§ TASK: Reproduce, please, only the lines from the first line below to the line containing "console.auth().login(user, password, mode)?;", inclusive.

+ + +

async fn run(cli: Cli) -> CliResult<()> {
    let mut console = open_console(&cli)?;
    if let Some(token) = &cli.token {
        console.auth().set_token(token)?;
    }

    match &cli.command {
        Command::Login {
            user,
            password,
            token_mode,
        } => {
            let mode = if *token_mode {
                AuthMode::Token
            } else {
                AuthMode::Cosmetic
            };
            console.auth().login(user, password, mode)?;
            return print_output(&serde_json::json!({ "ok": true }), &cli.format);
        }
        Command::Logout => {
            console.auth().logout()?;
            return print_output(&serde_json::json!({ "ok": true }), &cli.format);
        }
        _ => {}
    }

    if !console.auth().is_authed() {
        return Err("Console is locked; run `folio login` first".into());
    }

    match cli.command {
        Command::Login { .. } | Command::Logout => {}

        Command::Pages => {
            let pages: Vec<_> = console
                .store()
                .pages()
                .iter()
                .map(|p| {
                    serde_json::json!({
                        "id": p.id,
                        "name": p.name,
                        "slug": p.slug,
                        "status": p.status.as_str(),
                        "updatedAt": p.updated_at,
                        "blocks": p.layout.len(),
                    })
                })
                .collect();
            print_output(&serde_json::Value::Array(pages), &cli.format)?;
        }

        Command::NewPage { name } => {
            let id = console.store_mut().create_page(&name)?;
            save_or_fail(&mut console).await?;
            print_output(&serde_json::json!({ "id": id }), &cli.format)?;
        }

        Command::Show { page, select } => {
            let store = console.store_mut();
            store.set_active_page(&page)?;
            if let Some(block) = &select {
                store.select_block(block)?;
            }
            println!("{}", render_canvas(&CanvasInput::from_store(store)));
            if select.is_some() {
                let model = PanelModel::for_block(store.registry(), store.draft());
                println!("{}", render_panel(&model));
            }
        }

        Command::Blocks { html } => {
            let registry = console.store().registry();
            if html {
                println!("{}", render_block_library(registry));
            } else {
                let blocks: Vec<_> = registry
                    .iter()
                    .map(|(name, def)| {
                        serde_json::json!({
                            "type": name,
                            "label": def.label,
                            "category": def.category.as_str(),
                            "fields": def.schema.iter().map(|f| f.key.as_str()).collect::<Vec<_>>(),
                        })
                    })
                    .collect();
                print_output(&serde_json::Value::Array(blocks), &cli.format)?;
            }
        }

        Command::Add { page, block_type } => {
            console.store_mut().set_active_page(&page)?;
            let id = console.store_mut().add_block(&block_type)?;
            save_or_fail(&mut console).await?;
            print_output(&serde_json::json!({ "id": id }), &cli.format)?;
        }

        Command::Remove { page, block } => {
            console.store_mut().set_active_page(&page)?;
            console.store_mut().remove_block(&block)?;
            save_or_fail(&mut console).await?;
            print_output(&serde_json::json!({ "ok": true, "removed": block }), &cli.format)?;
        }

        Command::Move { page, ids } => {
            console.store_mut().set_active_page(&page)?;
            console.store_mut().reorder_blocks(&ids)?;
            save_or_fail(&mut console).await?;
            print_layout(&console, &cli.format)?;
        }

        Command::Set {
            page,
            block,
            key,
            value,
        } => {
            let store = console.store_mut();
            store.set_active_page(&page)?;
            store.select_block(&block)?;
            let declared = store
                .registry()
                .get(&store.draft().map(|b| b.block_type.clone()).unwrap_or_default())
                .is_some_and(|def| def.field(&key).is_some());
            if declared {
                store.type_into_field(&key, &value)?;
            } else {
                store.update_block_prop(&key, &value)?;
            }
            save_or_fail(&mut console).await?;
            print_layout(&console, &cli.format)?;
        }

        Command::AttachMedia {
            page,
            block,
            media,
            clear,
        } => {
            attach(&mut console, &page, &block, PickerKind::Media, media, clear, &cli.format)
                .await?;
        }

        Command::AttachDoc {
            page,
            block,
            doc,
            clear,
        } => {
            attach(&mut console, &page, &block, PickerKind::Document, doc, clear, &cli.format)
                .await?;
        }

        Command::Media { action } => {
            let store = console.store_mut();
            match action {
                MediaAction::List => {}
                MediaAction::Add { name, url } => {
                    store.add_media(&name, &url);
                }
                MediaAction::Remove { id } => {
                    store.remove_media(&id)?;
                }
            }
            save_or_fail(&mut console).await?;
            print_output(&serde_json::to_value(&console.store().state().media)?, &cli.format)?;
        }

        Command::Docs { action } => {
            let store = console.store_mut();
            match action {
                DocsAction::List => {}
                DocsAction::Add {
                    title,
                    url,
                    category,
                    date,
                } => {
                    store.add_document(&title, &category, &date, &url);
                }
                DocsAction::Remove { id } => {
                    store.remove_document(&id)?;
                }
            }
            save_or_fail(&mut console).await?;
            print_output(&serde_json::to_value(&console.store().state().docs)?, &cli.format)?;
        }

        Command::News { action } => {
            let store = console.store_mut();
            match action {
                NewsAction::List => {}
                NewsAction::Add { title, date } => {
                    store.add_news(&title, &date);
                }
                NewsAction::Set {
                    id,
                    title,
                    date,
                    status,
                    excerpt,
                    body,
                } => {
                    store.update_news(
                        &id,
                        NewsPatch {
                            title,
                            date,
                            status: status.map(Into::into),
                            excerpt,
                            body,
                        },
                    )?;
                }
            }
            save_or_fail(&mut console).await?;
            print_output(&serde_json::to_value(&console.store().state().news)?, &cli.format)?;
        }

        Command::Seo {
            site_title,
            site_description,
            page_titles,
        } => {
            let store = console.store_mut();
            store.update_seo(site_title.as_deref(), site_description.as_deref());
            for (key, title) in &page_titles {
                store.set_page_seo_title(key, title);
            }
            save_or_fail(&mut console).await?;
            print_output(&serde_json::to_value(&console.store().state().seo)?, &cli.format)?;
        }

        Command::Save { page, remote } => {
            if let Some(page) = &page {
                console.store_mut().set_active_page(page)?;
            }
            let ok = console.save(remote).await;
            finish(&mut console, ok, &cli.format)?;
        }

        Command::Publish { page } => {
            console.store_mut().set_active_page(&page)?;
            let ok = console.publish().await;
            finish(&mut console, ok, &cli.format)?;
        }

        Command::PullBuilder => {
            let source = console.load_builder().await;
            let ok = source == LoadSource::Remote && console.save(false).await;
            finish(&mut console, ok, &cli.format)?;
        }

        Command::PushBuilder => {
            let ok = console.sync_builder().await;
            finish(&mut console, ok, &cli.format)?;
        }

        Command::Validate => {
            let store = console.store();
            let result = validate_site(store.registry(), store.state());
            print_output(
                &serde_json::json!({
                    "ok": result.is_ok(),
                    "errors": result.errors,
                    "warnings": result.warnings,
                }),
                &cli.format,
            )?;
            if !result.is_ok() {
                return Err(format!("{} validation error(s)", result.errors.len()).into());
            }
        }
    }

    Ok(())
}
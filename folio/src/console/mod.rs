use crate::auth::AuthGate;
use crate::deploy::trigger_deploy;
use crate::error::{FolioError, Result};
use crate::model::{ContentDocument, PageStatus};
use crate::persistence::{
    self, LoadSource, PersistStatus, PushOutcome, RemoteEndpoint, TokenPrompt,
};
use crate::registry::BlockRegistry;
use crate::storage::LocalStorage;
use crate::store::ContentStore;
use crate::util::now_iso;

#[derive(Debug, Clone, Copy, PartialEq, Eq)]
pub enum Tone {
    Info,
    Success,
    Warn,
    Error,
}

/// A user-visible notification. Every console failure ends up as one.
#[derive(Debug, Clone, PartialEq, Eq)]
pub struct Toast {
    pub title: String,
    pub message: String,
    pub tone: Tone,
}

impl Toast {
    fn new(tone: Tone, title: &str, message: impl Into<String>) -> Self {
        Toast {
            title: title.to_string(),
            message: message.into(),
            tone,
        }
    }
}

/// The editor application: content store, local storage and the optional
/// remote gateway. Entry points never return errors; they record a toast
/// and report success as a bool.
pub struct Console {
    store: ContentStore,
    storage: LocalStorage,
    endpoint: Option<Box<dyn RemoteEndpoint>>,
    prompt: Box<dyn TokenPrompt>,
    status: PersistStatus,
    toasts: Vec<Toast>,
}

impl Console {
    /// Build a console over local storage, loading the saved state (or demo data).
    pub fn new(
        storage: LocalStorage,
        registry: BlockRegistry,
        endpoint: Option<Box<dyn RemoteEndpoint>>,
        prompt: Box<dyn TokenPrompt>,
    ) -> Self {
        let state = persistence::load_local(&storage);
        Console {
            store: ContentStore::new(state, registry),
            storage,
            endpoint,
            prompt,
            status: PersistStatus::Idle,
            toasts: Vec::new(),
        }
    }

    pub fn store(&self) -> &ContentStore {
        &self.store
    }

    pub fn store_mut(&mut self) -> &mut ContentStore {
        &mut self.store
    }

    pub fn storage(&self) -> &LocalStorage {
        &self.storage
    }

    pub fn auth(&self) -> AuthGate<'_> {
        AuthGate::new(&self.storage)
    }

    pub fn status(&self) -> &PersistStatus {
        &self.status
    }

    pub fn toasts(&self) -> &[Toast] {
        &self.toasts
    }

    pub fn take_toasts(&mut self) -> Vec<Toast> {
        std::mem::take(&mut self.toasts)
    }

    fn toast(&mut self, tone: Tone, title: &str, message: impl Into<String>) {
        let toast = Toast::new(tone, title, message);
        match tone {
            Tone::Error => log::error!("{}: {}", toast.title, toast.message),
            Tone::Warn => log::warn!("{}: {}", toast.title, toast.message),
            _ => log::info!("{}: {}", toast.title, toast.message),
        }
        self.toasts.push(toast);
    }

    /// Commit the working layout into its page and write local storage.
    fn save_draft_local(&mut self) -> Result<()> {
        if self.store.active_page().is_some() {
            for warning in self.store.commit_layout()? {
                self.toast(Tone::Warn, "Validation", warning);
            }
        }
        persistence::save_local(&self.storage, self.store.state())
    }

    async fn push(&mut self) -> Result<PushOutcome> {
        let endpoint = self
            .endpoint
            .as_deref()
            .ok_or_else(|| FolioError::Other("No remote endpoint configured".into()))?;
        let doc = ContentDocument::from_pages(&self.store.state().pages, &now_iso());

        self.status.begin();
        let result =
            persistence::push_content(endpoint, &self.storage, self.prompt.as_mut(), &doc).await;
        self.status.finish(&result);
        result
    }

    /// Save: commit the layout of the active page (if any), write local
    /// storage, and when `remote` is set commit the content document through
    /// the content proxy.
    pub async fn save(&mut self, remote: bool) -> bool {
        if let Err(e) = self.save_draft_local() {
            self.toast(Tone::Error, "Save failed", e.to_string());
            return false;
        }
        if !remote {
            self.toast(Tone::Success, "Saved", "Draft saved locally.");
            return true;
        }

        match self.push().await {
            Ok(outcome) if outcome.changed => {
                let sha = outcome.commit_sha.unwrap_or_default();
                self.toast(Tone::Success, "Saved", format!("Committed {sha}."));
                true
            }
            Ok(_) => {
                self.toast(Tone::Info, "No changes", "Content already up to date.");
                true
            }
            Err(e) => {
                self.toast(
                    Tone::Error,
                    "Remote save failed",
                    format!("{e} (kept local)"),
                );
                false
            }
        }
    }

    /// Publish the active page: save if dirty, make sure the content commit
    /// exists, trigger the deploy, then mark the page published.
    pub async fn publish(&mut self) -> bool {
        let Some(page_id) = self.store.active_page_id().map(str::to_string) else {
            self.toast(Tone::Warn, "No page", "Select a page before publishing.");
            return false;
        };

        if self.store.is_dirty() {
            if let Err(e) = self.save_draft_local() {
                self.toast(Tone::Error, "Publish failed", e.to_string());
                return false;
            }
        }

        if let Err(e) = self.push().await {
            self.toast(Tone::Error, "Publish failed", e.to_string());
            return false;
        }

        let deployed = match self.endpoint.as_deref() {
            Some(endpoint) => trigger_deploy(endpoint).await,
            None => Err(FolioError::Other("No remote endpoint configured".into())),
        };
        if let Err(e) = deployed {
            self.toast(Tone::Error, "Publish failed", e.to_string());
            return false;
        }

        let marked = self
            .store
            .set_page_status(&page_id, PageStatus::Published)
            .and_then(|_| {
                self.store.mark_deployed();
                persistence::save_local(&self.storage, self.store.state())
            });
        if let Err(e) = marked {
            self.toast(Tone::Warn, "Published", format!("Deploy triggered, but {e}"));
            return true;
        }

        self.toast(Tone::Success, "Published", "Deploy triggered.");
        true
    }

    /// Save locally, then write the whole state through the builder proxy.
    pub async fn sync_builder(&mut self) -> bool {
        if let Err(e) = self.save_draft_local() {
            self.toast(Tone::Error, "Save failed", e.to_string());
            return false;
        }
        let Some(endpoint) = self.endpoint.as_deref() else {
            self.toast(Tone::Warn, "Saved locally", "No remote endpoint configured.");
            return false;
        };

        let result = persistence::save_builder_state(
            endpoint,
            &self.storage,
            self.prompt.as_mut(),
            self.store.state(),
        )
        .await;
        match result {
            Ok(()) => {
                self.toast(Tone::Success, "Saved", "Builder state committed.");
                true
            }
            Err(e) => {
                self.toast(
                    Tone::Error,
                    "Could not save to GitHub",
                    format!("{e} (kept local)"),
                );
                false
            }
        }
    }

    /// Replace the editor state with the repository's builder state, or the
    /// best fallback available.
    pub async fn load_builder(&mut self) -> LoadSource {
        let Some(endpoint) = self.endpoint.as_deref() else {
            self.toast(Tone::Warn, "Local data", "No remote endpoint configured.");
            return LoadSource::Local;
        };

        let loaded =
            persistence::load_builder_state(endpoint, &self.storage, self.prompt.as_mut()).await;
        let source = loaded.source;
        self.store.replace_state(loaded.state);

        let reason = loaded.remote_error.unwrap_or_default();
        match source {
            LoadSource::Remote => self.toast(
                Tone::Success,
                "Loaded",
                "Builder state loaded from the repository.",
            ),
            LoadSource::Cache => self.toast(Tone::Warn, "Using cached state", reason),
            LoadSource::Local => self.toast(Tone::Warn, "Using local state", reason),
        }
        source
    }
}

+ + +

§ EXPECTED ANSWER:
async fn run(cli: Cli) -> CliResult<()> {
    let mut console = open_console(&cli)?;
    if let Some(token) = &cli.token {
        console.auth().set_token(token)?;
    }

    match &cli.command {
        Command::Login {
            user,
            password,
            token_mode,
        } => {
            let mode = if *token_mode {
                AuthMode::Token
            } else {
                AuthMode::Cosmetic
            };
            console.auth().login(user, password, mode)?;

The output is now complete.